Саботаж явно имел место. И в этом плане армия меня беспокоила сейчас даже больше. Хотя бы потому, что в распоряжении того же Тухачевского имелось гораздо больше людей и вооружения, чем у всей системы ОГПУ вместе с пограничниками и с милицией. Я, конечно, имел некоторое представление о конфликте, назревающем в армейском командовании между Тухачевским и Ворошиловым, но особенно до этого момента не беспокоился по этому поводу, поскольку знал, что в моей прежней истории ничего серьезного из этого в тот раз в 1928 году не произошло. Тухачевского тогда Сталин просто отправил на какое-то время покомандовать Ленинградским военным округом, упрекнув за излишний милитаризм. Потом Тухачевского опять вернули на самый верх армейского руководства, назначив в 1931 году начальником вооружений Красной Армии, а потом и первым заместителем наркомвоенмора. Тухачевский в тот раз был прощен, а до его ареста в 1937 году было еще далеко. Теперь же события, похоже, приобретали совсем иной оборот.
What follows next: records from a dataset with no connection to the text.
//! In-memory cache of list views keyed by [`QueryKey`].
//!
//! Reads go through [`QueryCache::fetch`], which registers a
//! [`CancellationToken`] for the key. A load whose token was cancelled, or
//! that was superseded by a newer load of the same key, never writes its
//! result. Optimistic writers rely on this: they cancel every in-flight read
//! of a collection before patching it, so a stale response cannot overwrite
//! the patch.

use std::collections::HashMap;
use std::future::Future;

use chrono::{DateTime, Utc};
use parking_lot::RwLock;
use tokio_util::sync::CancellationToken;

use hireline_http::ApiError;

use crate::error::{CacheError, Result};
use crate::key::QueryKey;

/// An item that can be located by id inside a cached view.
pub trait CacheEntry: Clone + Send + Sync + 'static {
    /// Id of the entry, unique within its collection.
    fn entry_id(&self) -> &str;
}

/// One cached list view.
#[derive(Debug, Clone, PartialEq)]
pub struct CachedView<T> {
    /// Items in server order.
    pub items: Vec<T>,
    /// When the view was written.
    pub fetched_at: DateTime<Utc>,
}

/// Every cached view of one collection, captured for rollback.
#[derive(Debug, Clone, PartialEq)]
pub struct CollectionSnapshot<T> {
    collection: String,
    views: HashMap<QueryKey, CachedView<T>>,
}

impl<T> CollectionSnapshot<T> {
    /// The snapshotted collection.
    #[must_use]
    pub fn collection(&self) -> &str {
        &self.collection
    }

    /// Number of views captured.
    #[must_use]
    pub fn len(&self) -> usize {
        self.views.len()
    }

    /// Returns `true` if the collection had no cached views.
    #[must_use]
    pub fn is_empty(&self) -> bool {
        self.views.is_empty()
    }
}

struct InFlight {
    generation: u64,
    token: CancellationToken,
}

struct Inner<T> {
    views: HashMap<QueryKey, CachedView<T>>,
    in_flight: HashMap<QueryKey, InFlight>,
    next_generation: u64,
}

/// Cache of list views.
pub struct QueryCache<T> {
    inner: RwLock<Inner<T>>,
}

impl<T> Default for QueryCache<T> {
    fn default() -> Self {
        Self {
            inner: RwLock::new(Inner {
                views: HashMap::new(),
                in_flight: HashMap::new(),
                next_generation: 0,
            }),
        }
    }
}

impl<T> std::fmt::Debug for QueryCache<T> {
    fn fmt(&self, f: &mut std::fmt::Formatter<'_>) -> std::fmt::Result {
        let inner = self.inner.read();
        f.debug_struct("QueryCache")
            .field("views", &inner.views.len())
            .field("in_flight", &inner.in_flight.len())
            .finish()
    }
}

impl<T> QueryCache<T>
where
    T: CacheEntry,
{
    /// Create an empty cache.
    #[must_use]
    pub fn new() -> Self {
        Self::default()
    }

    /// Get the cached items for a key.
    #[must_use]
    pub fn get(&self, key: &QueryKey) -> Option<Vec<T>> {
        self.inner.read().views.get(key).map(|view| view.items.clone())
    }

    /// Get the cached view for a key, including its timestamp.
    #[must_use]
    pub fn view(&self, key: &QueryKey) -> Option<CachedView<T>> {
        self.inner.read().views.get(key).cloned()
    }

    /// Write a view directly, replacing whatever was cached for the key.
    pub fn set(&self, key: QueryKey, items: Vec<T>) {
        self.inner.write().views.insert(
            key,
            CachedView {
                items,
                fetched_at: Utc::now(),
            },
        );
    }

    /// Keys currently cached for a collection.
    #[must_use]
    pub fn keys(&self, collection: &str) -> Vec<QueryKey> {
        let mut keys: Vec<QueryKey> = self
            .inner
            .read()
            .views
            .keys()
            .filter(|key| key.belongs_to(collection))
            .cloned()
            .collect();
        keys.sort();
        keys
    }

    /// Load a view and cache it.
    ///
    /// A newer `fetch` of the same key supersedes this one, and
    /// [`cancel_queries`](Self::cancel_queries) cancels it; either way the
    /// result is discarded and [`CacheError::Cancelled`] is returned.
    ///
    /// # Errors
    ///
    /// Returns the loader's error, or `Cancelled` as described above.
    pub async fn fetch<F, Fut>(&self, key: QueryKey, loader: F) -> Result<Vec<T>>
    where
        F: FnOnce() -> Fut,
        Fut: Future<Output = std::result::Result<Vec<T>, ApiError>>,
    {
        let (generation, token) = self.register(&key);

        let loaded = tokio::select! {
            () = token.cancelled() => None,
            result = loader() => Some(result),
        };

        let mut inner = self.inner.write();
        let current = inner
            .in_flight
            .get(&key)
            .is_some_and(|flight| flight.generation == generation);
        if current {
            inner.in_flight.remove(&key);
        }

        let Some(result) = loaded else {
            tracing::debug!(key = %key, "Query cancelled");
            return Err(CacheError::Cancelled(key));
        };
        let items = result?;

        if !current || token.is_cancelled() {
            tracing::debug!(key = %key, "Discarding superseded query result");
            return Err(CacheError::Cancelled(key));
        }

        inner.views.insert(
            key,
            CachedView {
                items: items.clone(),
                fetched_at: Utc::now(),
            },
        );
        Ok(items)
    }

    fn register(&self, key: &QueryKey) -> (u64, CancellationToken) {
        let mut inner = self.inner.write();
        inner.next_generation += 1;
        let generation = inner.next_generation;
        let token = CancellationToken::new();
        let previous = inner.in_flight.insert(
            key.clone(),
            InFlight {
                generation,
                token: token.clone(),
            },
        );
        if let Some(previous) = previous {
            previous.token.cancel();
        }
        (generation, token)
    }

    /// Cancel every in-flight load of a collection.
    ///
    /// Returns the number of loads cancelled.
    pub fn cancel_queries(&self, collection: &str) -> usize {
        let mut inner = self.inner.write();
        let mut cancelled = 0;
        inner.in_flight.retain(|key, flight| {
            if key.belongs_to(collection) {
                flight.token.cancel();
                cancelled += 1;
                false
            } else {
                true
            }
        });
        if cancelled > 0 {
            tracing::debug!(collection, cancelled, "Cancelled in-flight queries");
        }
        cancelled
    }

    /// Capture every cached view of a collection.
    #[must_use]
    pub fn snapshot(&self, collection: &str) -> CollectionSnapshot<T> {
        let views = self
            .inner
            .read()
            .views
            .iter()
            .filter(|(key, _)| key.belongs_to(collection))
            .map(|(key, view)| (key.clone(), view.clone()))
            .collect();
        CollectionSnapshot {
            collection: collection.to_string(),
            views,
        }
    }

    /// Put a collection back exactly as it was snapshotted.
    ///
    /// Views cached for the collection since the snapshot are dropped.
    pub fn restore(&self, snapshot: CollectionSnapshot<T>) {
        let mut inner = self.inner.write();
        inner
            .views
            .retain(|key, _| !key.belongs_to(&snapshot.collection));
        inner.views.extend(snapshot.views);
    }

    /// Apply `patch` to the entry with `id` in every view of a collection.
    ///
    /// Item order is left untouched. Returns the number of entries patched.
    pub fn update_entry<F>(&self, collection: &str, id: &str, mut patch: F) -> usize
    where
        F: FnMut(&mut T),
    {
        let mut inner = self.inner.write();
        let mut patched = 0;
        for (_, view) in inner
            .views
            .iter_mut()
            .filter(|(key, _)| key.belongs_to(collection))
        {
            for item in view.items.iter_mut().filter(|item| item.entry_id() == id) {
                patch(item);
                patched += 1;
            }
        }
        patched
    }

    /// Drop every view of a collection and cancel its in-flight loads.
    pub fn invalidate(&self, collection: &str) {
        self.cancel_queries(collection);
        self.inner
            .write()
            .views
            .retain(|key, _| !key.belongs_to(collection));
        tracing::debug!(collection, "Invalidated collection");
    }

    /// Number of cached views across all collections.
    #[must_use]
    pub fn len(&self) -> usize {
        self.inner.read().views.len()
    }

    /// Returns `true` if nothing is cached.
    #[must_use]
    pub fn is_empty(&self) -> bool {
        self.inner.read().views.is_empty()
    }
}

#[cfg(test)]
mod tests {
    use super::*;
    use std::sync::Arc;
    use std::time::Duration;

    use hireline_http::ErrorKind;

    #[derive(Debug, Clone, PartialEq)]
    struct Row {
        id: String,
        locked: bool,
    }

    impl CacheEntry for Row {
        fn entry_id(&self) -> &str {
            &self.id
        }
    }

    fn row(id: &str, locked: bool) -> Row {
        Row {
            id: id.to_string(),
            locked,
        }
    }

    fn page(n: u32) -> QueryKey {
        QueryKey::new("rows").param("page", n)
    }

    #[test]
    fn set_and_get() {
        let cache = QueryCache::new();
        assert!(cache.get(&page(1)).is_none());

        cache.set(page(1), vec![row("a", false)]);
        assert_eq!(cache.get(&page(1)), Some(vec![row("a", false)]));
        assert_eq!(cache.len(), 1);
    }

    #[test]
    fn update_entry_patches_every_view() {
        let cache = QueryCache::new();
        cache.set(page(1), vec![row("a", false), row("b", false)]);
        cache.set(page(2), vec![row("c", false), row("a", false)]);
        cache.set(QueryKey::new("other"), vec![row("a", false)]);

        let patched = cache.update_entry("rows", "a", |r| r.locked = true);

        assert_eq!(patched, 2);
        assert_eq!(
            cache.get(&page(1)).unwrap(),
            vec![row("a", true), row("b", false)]
        );
        assert_eq!(
            cache.get(&page(2)).unwrap(),
            vec![row("c", false), row("a", true)]
        );
        assert_eq!(
            cache.get(&QueryKey::new("other")).unwrap(),
            vec![row("a", false)]
        );
    }

    #[test]
    fn restore_is_verbatim() {
        let cache = QueryCache::new();
        cache.set(page(1), vec![row("a", false)]);
        cache.set(page(2), vec![row("b", true)]);
        let before = cache.snapshot("rows");

        cache.update_entry("rows", "a", |r| r.locked = true);
        cache.set(page(3), vec![row("z", false)]);
        cache.restore(before.clone());

        assert_eq!(cache.snapshot("rows"), before);
        assert!(cache.get(&page(3)).is_none());
    }

    #[test]
    fn invalidate_drops_collection_only() {
        let cache = QueryCache::new();
        cache.set(page(1), vec![row("a", false)]);
        cache.set(QueryKey::new("other"), vec![row("a", false)]);

        cache.invalidate("rows");

        assert!(cache.keys("rows").is_empty());
        assert_eq!(cache.keys("other").len(), 1);
    }

    #[tokio::test]
    async fn fetch_writes_result() {
        let cache = QueryCache::new();
        let items = cache
            .fetch(page(1), || async { Ok(vec![row("a", false)]) })
            .await
            .unwrap();

        assert_eq!(items, vec![row("a", false)]);
        assert_eq!(cache.get(&page(1)), Some(items));
    }

    #[tokio::test]
    async fn failed_fetch_leaves_cache_alone() {
        let cache = QueryCache::new();
        cache.set(page(1), vec![row("a", false)]);

        let err = cache
            .fetch(page(1), || async {
                Err(ApiError::new(ErrorKind::ServerError, "boom"))
            })
            .await
            .unwrap_err();

        assert!(matches!(err, CacheError::Api(ref e) if e.kind == ErrorKind::ServerError));
        assert_eq!(cache.get(&page(1)), Some(vec![row("a", false)]));
    }

    #[tokio::test]
    async fn cancelled_fetch_never_writes() {
        let cache = Arc::new(QueryCache::new());
        cache.set(page(1), vec![row("a", false)]);

        let slow = {
            let cache = Arc::clone(&cache);
            tokio::spawn(async move {
                cache
                    .fetch(page(1), || async {
                        tokio::time::sleep(Duration::from_millis(100)).await;
                        Ok(vec![row("a", false)])
                    })
                    .await
            })
        };

        tokio::time::sleep(Duration::from_millis(20)).await;
        assert_eq!(cache.cancel_queries("rows"), 1);
        cache.update_entry("rows", "a", |r| r.locked = true);

        let err = slow.await.unwrap().unwrap_err();
        assert!(err.is_cancelled());
        assert_eq!(cache.get(&page(1)), Some(vec![row("a", true)]));
    }

    #[tokio::test]
    async fn superseded_fetch_never_writes() {
        let cache = Arc::new(QueryCache::new());

        let first = {
            let cache = Arc::clone(&cache);
            tokio::spawn(async move {
                cache
                    .fetch(page(1), || async {
                        tokio::time::sleep(Duration::from_millis(100)).await;
                        Ok(vec![row("old", false)])
                    })
                    .await
            })
        };

        tokio::time::sleep(Duration::from_millis(20)).await;
        let fresh = cache
            .fetch(page(1), || async { Ok(vec![row("new", false)]) })
            .await
            .unwrap();

        assert!(first.await.unwrap().unwrap_err().is_cancelled());
        assert_eq!(cache.get(&page(1)), Some(fresh));
    }
}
Возможно, мне следовало послать телеграмму Сталину? Но, меня останавливала от этого нехорошая мысль, что именно Сталин мог стоять за событиями, которые происходили сейчас в Москве. Ведь генсек, поднаторевший в аппаратных играх, мог легко провести меня, как неопытного сопливого школяра, сделав вид, будто бы приближает меня к себе и доверяет настолько, что даже отправляет вместо себя в столь важную поездку. А на самом деле все это могло быть хорошо продуманной ловушкой. Ведь если Иосиф Виссарионович заподозрил во мне какую-то опасность для своей власти, например, после того, как я вывел на чистую воду Ягоду и укрепил свое положение в ОГПУ созданием верховной тройки, то он мог и избавиться от меня, отослав с глаз долой из столицы под благовидным предлогом.
А накануне генсек, допустим, просто усыплял мою бдительность, приглашая на посиделки с участием членов Политбюро и обещая место среди них. Я же принял все это, что называется, за чистую монету, купился на блеф. А потом, когда мой поезд отъехал подальше, Сталин мог приказать Ежову арестовать Трилиссера, чтобы обезглавить ОГПУ, вновь возвратив контору в непосредственное подчинение
Но, если все происходящее было генсеком запланировано, то возникал вопрос о том, какое это имеет отношение к неожиданной активизации троцкистов? Возможно ли, что Сталин специально инициировал все эти беспорядки, например, с помощью двойного агента Блюмкина, используя его связь с Троцким, чтобы быстро выявить всех троцкистов, еще оставшихся на свободе? Только вот непонятно, почему тогда одновременно с выступлениями рабочих начались брожения в армии? И не означает ли это, что у Иосифа Виссарионовича что-то пошло не по плану? Или же он все-таки недооценил троцкистов? Тут уже я мог винить и себя самого за идею отправить Троцкого и всю троцкистскую верхушку в Горки, вместо того, чтобы разделить главных троцкистов, раскидав их по разным ссылкам, как было в той моей истории. И вот это мое нововведение, этот расчет на то, что пауки, посаженные в одну банку, сожрут друг друга, мог не сработать. Похоже, что и я, и Сталин, который одобрил мою идею, недооценили силу сплоченности руководства оппозиции вокруг своего лидера. Если так, то оставлять оппозиционеров в Горках было, конечно, ошибкой.
Глава 23
Обратно мы ехали гораздо медленнее. Поскольку все те поезда, которые задерживали до этого железнодорожники ради обеспечения приличной скорости нашего передвижения в сторону Сибири, и пущенные за нами, как только наш бронепоезд проехал дальше, теперь оказались по отношению к нам на встречном пути. И с каждым из них приходилось разъезжаться, простаивая на разъездах. Ведь во многих местах имелась всего одна железнодорожная колея. Но, вынужденные простои можно было использовать для организации сеансов связи с Москвой.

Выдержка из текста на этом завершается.